### Exercise prompt
All records below are to be set down exactly, each character intact.

### Data in this exercise
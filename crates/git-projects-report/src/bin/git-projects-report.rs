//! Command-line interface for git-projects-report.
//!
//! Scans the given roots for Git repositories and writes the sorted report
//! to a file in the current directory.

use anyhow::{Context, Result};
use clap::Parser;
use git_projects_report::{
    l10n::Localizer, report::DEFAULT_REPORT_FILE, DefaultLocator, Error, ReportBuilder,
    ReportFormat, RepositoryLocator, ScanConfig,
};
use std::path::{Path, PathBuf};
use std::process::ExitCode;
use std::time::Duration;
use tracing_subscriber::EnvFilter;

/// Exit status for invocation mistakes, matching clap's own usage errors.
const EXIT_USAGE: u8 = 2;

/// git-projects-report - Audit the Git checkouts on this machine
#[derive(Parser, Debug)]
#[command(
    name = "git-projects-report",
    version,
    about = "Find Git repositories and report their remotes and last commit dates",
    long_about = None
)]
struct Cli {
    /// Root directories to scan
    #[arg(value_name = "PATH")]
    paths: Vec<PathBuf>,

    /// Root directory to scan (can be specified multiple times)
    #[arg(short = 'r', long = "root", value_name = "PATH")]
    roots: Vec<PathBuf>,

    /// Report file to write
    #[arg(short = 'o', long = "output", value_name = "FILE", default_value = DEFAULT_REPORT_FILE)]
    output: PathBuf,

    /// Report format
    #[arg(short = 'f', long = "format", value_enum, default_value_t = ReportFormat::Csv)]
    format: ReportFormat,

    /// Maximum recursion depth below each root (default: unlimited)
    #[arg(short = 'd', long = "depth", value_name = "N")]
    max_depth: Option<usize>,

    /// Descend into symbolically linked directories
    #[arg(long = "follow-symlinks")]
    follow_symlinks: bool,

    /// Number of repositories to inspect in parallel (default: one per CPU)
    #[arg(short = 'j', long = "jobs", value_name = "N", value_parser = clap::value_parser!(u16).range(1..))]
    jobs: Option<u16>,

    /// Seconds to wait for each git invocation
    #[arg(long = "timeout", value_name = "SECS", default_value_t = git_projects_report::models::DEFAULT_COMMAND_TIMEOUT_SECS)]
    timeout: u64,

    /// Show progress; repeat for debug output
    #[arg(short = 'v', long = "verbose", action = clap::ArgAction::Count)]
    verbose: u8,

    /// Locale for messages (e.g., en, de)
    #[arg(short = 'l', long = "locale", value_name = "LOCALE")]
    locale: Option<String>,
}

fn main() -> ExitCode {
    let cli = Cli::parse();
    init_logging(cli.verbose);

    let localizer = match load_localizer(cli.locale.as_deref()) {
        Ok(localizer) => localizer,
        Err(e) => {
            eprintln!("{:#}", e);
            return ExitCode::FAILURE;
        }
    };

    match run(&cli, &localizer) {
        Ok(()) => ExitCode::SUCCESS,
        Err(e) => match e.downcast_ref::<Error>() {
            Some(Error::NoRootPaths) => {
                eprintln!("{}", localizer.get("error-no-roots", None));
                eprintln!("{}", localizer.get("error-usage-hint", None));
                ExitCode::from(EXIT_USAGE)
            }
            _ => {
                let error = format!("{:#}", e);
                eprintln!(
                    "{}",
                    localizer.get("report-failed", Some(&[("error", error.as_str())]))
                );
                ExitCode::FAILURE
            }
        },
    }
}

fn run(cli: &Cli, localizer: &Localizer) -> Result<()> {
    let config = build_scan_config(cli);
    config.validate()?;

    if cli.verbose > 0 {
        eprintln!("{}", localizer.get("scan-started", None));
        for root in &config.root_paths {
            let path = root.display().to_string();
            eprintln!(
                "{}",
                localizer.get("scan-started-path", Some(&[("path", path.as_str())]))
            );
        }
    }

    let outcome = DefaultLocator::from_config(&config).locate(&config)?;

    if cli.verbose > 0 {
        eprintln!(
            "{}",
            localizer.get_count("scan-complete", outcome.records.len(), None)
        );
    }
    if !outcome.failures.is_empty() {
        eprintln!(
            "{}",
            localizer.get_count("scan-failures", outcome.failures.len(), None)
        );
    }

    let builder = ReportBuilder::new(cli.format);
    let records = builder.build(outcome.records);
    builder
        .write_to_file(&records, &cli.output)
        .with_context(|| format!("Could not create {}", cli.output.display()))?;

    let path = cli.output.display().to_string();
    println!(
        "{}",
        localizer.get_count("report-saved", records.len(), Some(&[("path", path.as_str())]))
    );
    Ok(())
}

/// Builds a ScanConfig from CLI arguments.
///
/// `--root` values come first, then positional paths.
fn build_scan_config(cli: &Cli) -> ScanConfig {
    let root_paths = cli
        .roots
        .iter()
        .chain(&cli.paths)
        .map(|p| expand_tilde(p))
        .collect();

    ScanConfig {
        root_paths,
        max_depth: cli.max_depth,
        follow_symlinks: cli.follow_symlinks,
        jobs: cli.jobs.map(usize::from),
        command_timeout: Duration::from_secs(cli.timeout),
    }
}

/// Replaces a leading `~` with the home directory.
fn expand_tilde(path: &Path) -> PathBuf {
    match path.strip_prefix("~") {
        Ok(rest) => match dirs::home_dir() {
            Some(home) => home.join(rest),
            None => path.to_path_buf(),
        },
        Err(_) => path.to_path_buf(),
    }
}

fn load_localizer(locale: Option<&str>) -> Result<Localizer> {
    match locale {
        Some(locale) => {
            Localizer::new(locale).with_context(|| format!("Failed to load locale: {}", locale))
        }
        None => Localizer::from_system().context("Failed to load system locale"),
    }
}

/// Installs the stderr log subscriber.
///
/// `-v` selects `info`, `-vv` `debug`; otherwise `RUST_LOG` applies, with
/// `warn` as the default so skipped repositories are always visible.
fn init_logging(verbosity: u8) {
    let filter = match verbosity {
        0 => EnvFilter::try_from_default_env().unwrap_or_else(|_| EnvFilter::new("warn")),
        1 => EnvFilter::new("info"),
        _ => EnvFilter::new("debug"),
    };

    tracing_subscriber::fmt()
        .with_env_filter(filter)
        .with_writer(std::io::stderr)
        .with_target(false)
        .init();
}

### Solved problem
filename crates/git-projects-report/src/bin/git-projects-report.rs
//! Command-line interface for git-projects-report.
//!
//! Scans the given roots for Git repositories and writes the sorted report
//! to a file in the current directory.

use anyhow::{Context, Result};
use clap::Parser;
use git_projects_report::{
    l10n::Localizer, report::DEFAULT_REPORT_FILE, DefaultLocator, Error, ReportBuilder,
    ReportFormat, RepositoryLocator, ScanConfig,
};
use std::path::{Path, PathBuf};
use std::process::ExitCode;
use std::time::Duration;
use tracing_subscriber::EnvFilter;

/// Exit status for invocation mistakes, matching clap's own usage errors.
const EXIT_USAGE: u8 = 2;

/// git-projects-report - Audit the Git checkouts on this machine
#[derive(Parser, Debug)]
#[command(
    name = "git-projects-report",
    version,
    about = "Find Git repositories and report their remotes and last commit dates",
    long_about = None
)]
struct Cli {
    /// Root directories to scan
    #[arg(value_name = "PATH")]
    paths: Vec<PathBuf>,

    /// Root directory to scan (can be specified multiple times)
    #[arg(short = 'r', long = "root", value_name = "PATH")]
    roots: Vec<PathBuf>,

    /// Report file to write
    #[arg(short = 'o', long = "output", value_name = "FILE", default_value = DEFAULT_REPORT_FILE)]
    output: PathBuf,

    /// Report format
    #[arg(short = 'f', long = "format", value_enum, default_value_t = ReportFormat::Csv)]
    format: ReportFormat,

    /// Maximum recursion depth below each root (default: unlimited)
    #[arg(short = 'd', long = "depth", value_name = "N")]
    max_depth: Option<usize>,

    /// Descend into symbolically linked directories
    #[arg(long = "follow-symlinks")]
    follow_symlinks: bool,

    /// Number of repositories to inspect in parallel (default: one per CPU)
    #[arg(short = 'j', long = "jobs", value_name = "N", value_parser = clap::value_parser!(u16).range(1..))]
    jobs: Option<u16>,

    /// Seconds to wait for each git invocation
    #[arg(long = "timeout", value_name = "SECS", default_value_t = git_projects_report::models::DEFAULT_COMMAND_TIMEOUT_SECS)]
    timeout: u64,

    /// Show progress; repeat for debug output
    #[arg(short = 'v', long = "verbose", action = clap::ArgAction::Count)]
    verbose: u8,

    /// Locale for messages (e.g., en, de)
    #[arg(short = 'l', long = "locale", value_name = "LOCALE")]
    locale: Option<String>,
}

fn main() -> ExitCode {
    let cli = Cli::parse();
    init_logging(cli.verbose);

    let localizer = match load_localizer(cli.locale.as_deref()) {
        Ok(localizer) => localizer,
        Err(e) => {
            eprintln!("{:#}", e);
            return ExitCode::FAILURE;
        }
    };

    match run(&cli, &localizer) {
        Ok(()) => ExitCode::SUCCESS,
        Err(e) => match e.downcast_ref::<Error>() {
            Some(Error::NoRootPaths) => {
                eprintln!("{}", localizer.get("error-no-roots", None));
                eprintln!("{}", localizer.get("error-usage-hint", None));
                ExitCode::from(EXIT_USAGE)
            }
            _ => {
                let error = format!("{:#}", e);
                eprintln!(
                    "{}",
                    localizer.get("report-failed", Some(&[("error", error.as_str())]))
                );
                ExitCode::FAILURE
            }
        },
    }
}

fn run(cli: &Cli, localizer: &Localizer) -> Result<()> {
    let config = build_scan_config(cli);
    config.validate()?;

    if cli.verbose > 0 {
        eprintln!("{}", localizer.get("scan-started", None));
        for root in &config.root_paths {
            let path = root.display().to_string();
            eprintln!(
                "{}",
                localizer.get("scan-started-path", Some(&[("path", path.as_str())]))
            );
        }
    }

    let outcome = DefaultLocator::from_config(&config).locate(&config)?;

    if cli.verbose > 0 {
        eprintln!(
            "{}",
            localizer.get_count("scan-complete", outcome.records.len(), None)
        );
    }
    if !outcome.failures.is_empty() {
        eprintln!(
            "{}",
            localizer.get_count("scan-failures", outcome.failures.len(), None)
        );
    }

    let builder = ReportBuilder::new(cli.format);
    let records = builder.build(outcome.records);
    builder
        .write_to_file(&records, &cli.output)
        .with_context(|| format!("Could not create {}", cli.output.display()))?;

    let path = cli.output.display().to_string();
    println!(
        "{}",
        localizer.get_count("report-saved", records.len(), Some(&[("path", path.as_str())]))
    );
    Ok(())
}

/// Builds a ScanConfig from CLI arguments.
///
/// `--root` values come first, then positional paths.
fn build_scan_config(cli: &Cli) -> ScanConfig {
    let root_paths = cli
        .roots
        .iter()
        .chain(&cli.paths)
        .map(|p| expand_tilde(p))
        .collect();

    ScanConfig {
        root_paths,
        max_depth: cli.max_depth,
        follow_symlinks: cli.follow_symlinks,
        jobs: cli.jobs.map(usize::from),
        command_timeout: Duration::from_secs(cli.timeout),
    }
}

/// Replaces a leading `~` with the home directory.
fn expand_tilde(path: &Path) -> PathBuf {
    match path.strip_prefix("~") {
        Ok(rest) => match dirs::home_dir() {
            Some(home) => home.join(rest),
            None => path.to_path_buf(),
        },
        Err(_) => path.to_path_buf(),
    }
}

fn load_localizer(locale: Option<&str>) -> Result<Localizer> {
    match locale {
        Some(locale) => {
            Localizer::new(locale).with_context(|| format!("Failed to load locale: {}", locale))
        }
        None => Localizer::from_system().context("Failed to load system locale"),
    }
}

/// Installs the stderr log subscriber.
///
/// `-v` selects `info`, `-vv` `debug`; otherwise `RUST_LOG` applies, with
/// `warn` as the default so skipped repositories are always visible.
fn init_logging(verbosity: u8) {
    let filter = match verbosity {
        0 => EnvFilter::try_from_default_env().unwrap_or_else(|_| EnvFilter::new("warn")),
        1 => EnvFilter::new("info"),
        _ => EnvFilter::new("debug"),
    };

    tracing_subscriber::fmt()
        .with_env_filter(filter)
        .with_writer(std::io::stderr)
        .with_target(false)
        .init();
}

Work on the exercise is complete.